**Given data**
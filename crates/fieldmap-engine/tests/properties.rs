//! Property tests over generated column and field lists.

use std::collections::BTreeSet;

use fieldmap_engine::{EngineConfig, ResolverPenalties, domain_relevance, map_columns, validate};
use fieldmap_model::{
    Assignment, AssignmentPhase, AssignmentSet, ColumnType, MatchCandidate, MatchKind,
    SourceColumn, TargetField,
};
use proptest::collection::vec;
use proptest::prelude::*;
use proptest::sample::select;

const VOCABULARY: &[&str] = &[
    "place",
    "name",
    "time",
    "team",
    "athlete_name",
    "lap_time",
    "Finish_Time",
    "club",
    "rank",
    "swimmer",
    "age",
    "event",
    "split",
    "pos",
    "xyz123",
    "qrs789",
];

fn name_strategy() -> impl Strategy<Value = String> {
    prop_oneof![
        select(VOCABULARY).prop_map(str::to_string),
        "[a-z]{1,8}(_[a-z]{1,6})?",
    ]
}

/// Names unique under case folding, like a validated batch.
fn unique_names(max: usize) -> impl Strategy<Value = Vec<String>> {
    vec(name_strategy(), 0..max).prop_map(|names| {
        let mut seen = BTreeSet::new();
        names
            .into_iter()
            .filter(|n| seen.insert(n.to_lowercase()))
            .collect()
    })
}

fn type_strategy() -> impl Strategy<Value = ColumnType> {
    select(ColumnType::ALL.to_vec())
}

fn inputs() -> impl Strategy<Value = (Vec<SourceColumn>, Vec<TargetField>)> {
    (unique_names(10), unique_names(10))
        .prop_flat_map(|(columns, fields)| {
            let (nc, nf) = (columns.len(), fields.len());
            (
                Just(columns),
                Just(fields),
                vec(type_strategy(), nc),
                vec(type_strategy(), nf),
                vec(0.0..=10.0f64, nf),
            )
        })
        .prop_map(|(columns, fields, column_types, field_types, relevance)| {
            let columns = columns
                .into_iter()
                .zip(column_types)
                .map(|(name, ty)| SourceColumn::new(name, ty))
                .collect();
            let fields = fields
                .into_iter()
                .zip(field_types)
                .zip(relevance)
                .map(|((name, ty), rel)| TargetField::new(name, ty).with_relevance(rel))
                .collect();
            (columns, fields)
        })
}

/// Same inputs, with relevance computed from each field name.
fn inputs_with_name_relevance() -> impl Strategy<Value = (Vec<SourceColumn>, Vec<TargetField>)> {
    inputs().prop_map(|(columns, fields)| {
        let fields = fields
            .into_iter()
            .map(|f| {
                let relevance = domain_relevance(&f.name);
                f.with_relevance(relevance)
            })
            .collect();
        (columns, fields)
    })
}

fn candidate(column: &str, field: &str, confidence: f64) -> MatchCandidate {
    MatchCandidate {
        source_column: column.to_string(),
        target_field: TargetField::new(field, ColumnType::Text),
        confidence,
        kind: MatchKind::Contains,
        rationale: String::new(),
    }
}

/// Hand-built sets with plenty of duplicate targets.
fn contested_sets() -> impl Strategy<Value = AssignmentSet> {
    let pool = vec!["x", "y", "z", "w"];
    vec(
        (
            select(pool.clone()),
            0.0..=1.0f64,
            vec((select(pool), 0.0..=1.0f64), 0..3),
        ),
        0..8,
    )
    .prop_map(|rows| {
        rows.into_iter()
            .enumerate()
            .map(|(i, (target, confidence, alternatives))| {
                let column = format!("c{i}");
                let mut entry = Assignment::unassigned(column.clone());
                entry.alternatives = alternatives
                    .into_iter()
                    .map(|(f, c)| candidate(&column, f, c))
                    .collect();
                entry.commit(candidate(&column, target, confidence), AssignmentPhase::Precision);
                entry
            })
            .collect()
    })
}

fn assert_unique_mapped(set: &AssignmentSet) -> Result<(), TestCaseError> {
    let mut seen = BTreeSet::new();
    for entry in set.mapped() {
        let target = entry.target_name().unwrap_or_default();
        prop_assert!(seen.insert(target), "'{}' mapped twice", target);
    }
    Ok(())
}

proptest! {
    #[test]
    fn every_column_gets_one_entry((columns, fields) in inputs()) {
        let outcome = map_columns(&columns, &fields, &EngineConfig::default());
        prop_assert_eq!(outcome.assignments.len(), columns.len());
        for (column, entry) in columns.iter().zip(&outcome.assignments) {
            prop_assert_eq!(&entry.source_column, &column.name);
        }
        prop_assert_eq!(outcome.summary.total_columns, columns.len());
    }

    #[test]
    fn mapped_targets_are_unique((columns, fields) in inputs()) {
        let outcome = map_columns(&columns, &fields, &EngineConfig::default());
        assert_unique_mapped(&outcome.assignments)?;
    }

    #[test]
    fn confidences_stay_in_bounds((columns, fields) in inputs()) {
        let config = EngineConfig::default();
        let outcome = map_columns(&columns, &fields, &config);
        for entry in &outcome.assignments {
            prop_assert!((0.0..=1.0).contains(&entry.confidence));
            if entry.target.is_none() {
                prop_assert!(
                    entry.confidence == 0.0
                        || entry.confidence == config.phases.exhausted_placeholder
                );
            }
        }
        for candidate in outcome.assignments.iter().flat_map(|a| &a.alternatives) {
            prop_assert!((0.0..=1.0).contains(&candidate.confidence));
        }
    }

    #[test]
    fn only_exact_matches_reach_full_confidence((columns, fields) in inputs_with_name_relevance()) {
        let config = EngineConfig::default();
        let outcome = map_columns(&columns, &fields, &config);
        for entry in outcome.assignments.iter().filter(|a| a.kind != MatchKind::Exact) {
            prop_assert!(
                entry.confidence <= config.weights.inexact_cap,
                "{} scored {} as {}",
                entry.source_column,
                entry.confidence,
                entry.kind
            );
        }
    }

    #[test]
    fn exact_names_always_pair((columns, fields) in inputs()) {
        let outcome = map_columns(&columns, &fields, &EngineConfig::default());
        for column in &columns {
            let Some(field) = fields
                .iter()
                .find(|f| f.name.to_lowercase() == column.name.to_lowercase())
            else {
                continue;
            };
            let entry = outcome.assignments.get(&column.name).unwrap();
            prop_assert_eq!(entry.target_name(), Some(field.name.as_str()));
            prop_assert_eq!(entry.confidence, 1.0);
            prop_assert_eq!(entry.kind, MatchKind::Exact);
        }
    }

    #[test]
    fn pipeline_output_is_a_validation_fixed_point((columns, fields) in inputs()) {
        let config = EngineConfig::default();
        let outcome = map_columns(&columns, &fields, &config);
        let again = validate(outcome.assignments.clone(), &config.resolver);
        prop_assert_eq!(again, outcome.assignments);
    }

    #[test]
    fn validation_removes_duplicates(set in contested_sets()) {
        let validated = validate(set.clone(), &ResolverPenalties::default());
        prop_assert_eq!(validated.len(), set.len());
        assert_unique_mapped(&validated)?;
        for entry in &validated {
            prop_assert!((0.0..=1.0).contains(&entry.confidence));
        }
    }

    #[test]
    fn validation_is_idempotent(set in contested_sets()) {
        let penalties = ResolverPenalties::default();
        let once = validate(set, &penalties);
        let twice = validate(once.clone(), &penalties);
        prop_assert_eq!(once, twice);
    }
}
//! Reading column and field lists from JSON.
//!
//! Both inputs are JSON arrays of objects. Parsing is lenient: a root that
//! is not an array yields an empty list, and entries without a usable
//! `name` are skipped. Each case logs a warning.

use std::fs;
use std::path::Path;

use anyhow::{Context, Result};
use fieldmap_engine::domain_relevance;
use fieldmap_model::{
    ColumnType, FieldCategory, MAX_SAMPLE_VALUES, SourceColumn, TargetField, check_unique_names,
};
use serde_json::{Map, Value};
use tracing::warn;

/// Reads a JSON file into a [`Value`].
pub fn read_json(path: &Path) -> Result<Value> {
    let contents =
        fs::read_to_string(path).with_context(|| format!("read {}", path.display()))?;
    serde_json::from_str(&contents).with_context(|| format!("parse JSON in {}", path.display()))
}

pub fn load_columns(path: &Path) -> Result<Vec<SourceColumn>> {
    Ok(columns_from_json(&read_json(path)?))
}

pub fn load_fields(path: &Path) -> Result<Vec<TargetField>> {
    Ok(fields_from_json(&read_json(path)?))
}

/// Builds source columns from a JSON array.
///
/// A missing or unknown `inferred_type` is inferred from `sample_values`.
pub fn columns_from_json(value: &Value) -> Vec<SourceColumn> {
    let columns: Vec<SourceColumn> = entries(value, "column")
        .filter_map(|(index, object)| {
            let name = entry_name(index, object, "column")?;
            let samples = sample_values(object.get("sample_values"));
            let declared = object
                .get("inferred_type")
                .and_then(Value::as_str)
                .and_then(|raw| match raw.parse::<ColumnType>() {
                    Ok(ty) => Some(ty),
                    Err(error) => {
                        warn!(column = %name, %error, "ignoring declared type");
                        None
                    }
                });
            Some(match declared {
                Some(ty) => SourceColumn::new(name, ty).with_samples(samples),
                None => SourceColumn::from_samples(name, samples),
            })
        })
        .collect();
    warn_on_duplicates("column", columns.iter().map(|c| c.name.as_str()));
    columns
}

/// Builds target fields from a JSON array.
///
/// `type` defaults to text, `category` to uncategorized, and a missing
/// `domain_relevance` is computed from the field name.
pub fn fields_from_json(value: &Value) -> Vec<TargetField> {
    let fields: Vec<TargetField> = entries(value, "field")
        .filter_map(|(index, object)| {
            let name = entry_name(index, object, "field")?;
            let field_type = match object.get("type").and_then(Value::as_str) {
                Some(raw) => raw.parse::<ColumnType>().unwrap_or_else(|error| {
                    warn!(field = %name, %error, "unknown field type, using text");
                    ColumnType::Text
                }),
                None => ColumnType::Text,
            };
            let category = match object.get("category").and_then(Value::as_str) {
                Some(raw) => raw.parse::<FieldCategory>().unwrap_or_else(|error| {
                    warn!(field = %name, %error, "unknown category");
                    FieldCategory::Uncategorized
                }),
                None => FieldCategory::Uncategorized,
            };
            let relevance = object
                .get("domain_relevance")
                .and_then(Value::as_f64)
                .unwrap_or_else(|| domain_relevance(&name));
            Some(
                TargetField::new(name, field_type)
                    .with_category(category)
                    .with_relevance(relevance),
            )
        })
        .collect();
    warn_on_duplicates("field", fields.iter().map(|f| f.name.as_str()));
    fields
}

fn entries<'a>(
    value: &'a Value,
    kind: &'static str,
) -> impl Iterator<Item = (usize, &'a Map<String, Value>)> {
    let items: &[Value] = match value.as_array() {
        Some(items) => items.as_slice(),
        None => {
            warn!(kind, "expected a JSON array of {kind}s, found {}", json_kind(value));
            &[]
        }
    };
    items
        .iter()
        .enumerate()
        .filter_map(move |(index, item)| match item.as_object() {
            Some(object) => Some((index, object)),
            None => {
                warn!(kind, index, "skipping {kind} entry that is not an object");
                None
            }
        })
}

fn entry_name(index: usize, object: &Map<String, Value>, kind: &'static str) -> Option<String> {
    match object.get("name").and_then(Value::as_str).map(str::trim) {
        Some(name) if !name.is_empty() => Some(name.to_string()),
        _ => {
            warn!(kind, index, "skipping {kind} entry without a name");
            None
        }
    }
}

/// Scalars become their text form, `null` an empty string; nested values are dropped.
fn sample_values(value: Option<&Value>) -> Vec<String> {
    let Some(items) = value.and_then(Value::as_array) else {
        return Vec::new();
    };
    items
        .iter()
        .filter_map(|item| match item {
            Value::Null => Some(String::new()),
            Value::String(s) => Some(s.clone()),
            Value::Number(n) => Some(n.to_string()),
            Value::Bool(b) => Some(b.to_string()),
            Value::Array(_) | Value::Object(_) => None,
        })
        .take(MAX_SAMPLE_VALUES)
        .collect()
}

fn warn_on_duplicates<'a>(kind: &'static str, names: impl IntoIterator<Item = &'a str>) {
    if let Err(error) = check_unique_names(kind, names) {
        warn!(%error, "input names are not unique; later duplicates may stay unmapped");
    }
}

fn json_kind(value: &Value) -> &'static str {
    match value {
        Value::Null => "null",
        Value::Bool(_) => "a boolean",
        Value::Number(_) => "a number",
        Value::String(_) => "a string",
        Value::Array(_) => "an array",
        Value::Object(_) => "an object",
    }
}

#[cfg(test)]
mod tests {
    use super::*;
    use serde_json::json;

    #[test]
    fn columns_infer_missing_types() {
        let columns = columns_from_json(&json!([
            {"name": "Place", "sample_values": [1, 2, 3, 4, 5]},
            {"name": "Swimmer", "inferred_type": "text"},
            {"name": "Club", "inferred_type": "bogus", "sample_values": ["Sharks", null]}
        ]));
        assert_eq!(columns.len(), 3);
        assert_eq!(columns[0].inferred_type, ColumnType::Numeric);
        assert_eq!(columns[0].sample_values, vec!["1", "2", "3", "4", "5"]);
        assert_eq!(columns[1].inferred_type, ColumnType::Text);
        assert_eq!(columns[2].sample_values, vec!["Sharks".to_string(), String::new()]);
    }

    #[test]
    fn non_array_root_is_empty() {
        assert!(columns_from_json(&json!({"name": "x"})).is_empty());
        assert!(fields_from_json(&json!(null)).is_empty());
    }

    #[test]
    fn bad_entries_are_skipped() {
        let fields = fields_from_json(&json!([
            "time",
            {"type": "numeric"},
            {"name": "  "},
            {"name": "place", "type": "integer", "category": "dimension"}
        ]));
        assert_eq!(fields.len(), 1);
        assert_eq!(fields[0].name, "place");
        assert_eq!(fields[0].field_type, ColumnType::Integer);
        assert_eq!(fields[0].category, FieldCategory::Dimension);
    }

    #[test]
    fn relevance_defaults_to_name_score() {
        let fields = fields_from_json(&json!([
            {"name": "name"},
            {"name": "notes", "domain_relevance": 3}
        ]));
        assert_eq!(fields[0].domain_relevance, 10.0);
        assert_eq!(fields[1].domain_relevance, 3.0);
    }
}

**Work instruction**
When a line contains the string "FieldCategory", copy it from the records.

**Written response**
    ColumnType, FieldCategory, MAX_SAMPLE_VALUES, SourceColumn, TargetField, check_unique_names,
                Some(raw) => raw.parse::<FieldCategory>().unwrap_or_else(|error| {
                    FieldCategory::Uncategorized
                None => FieldCategory::Uncategorized,
        assert_eq!(fields[0].category, FieldCategory::Dimension);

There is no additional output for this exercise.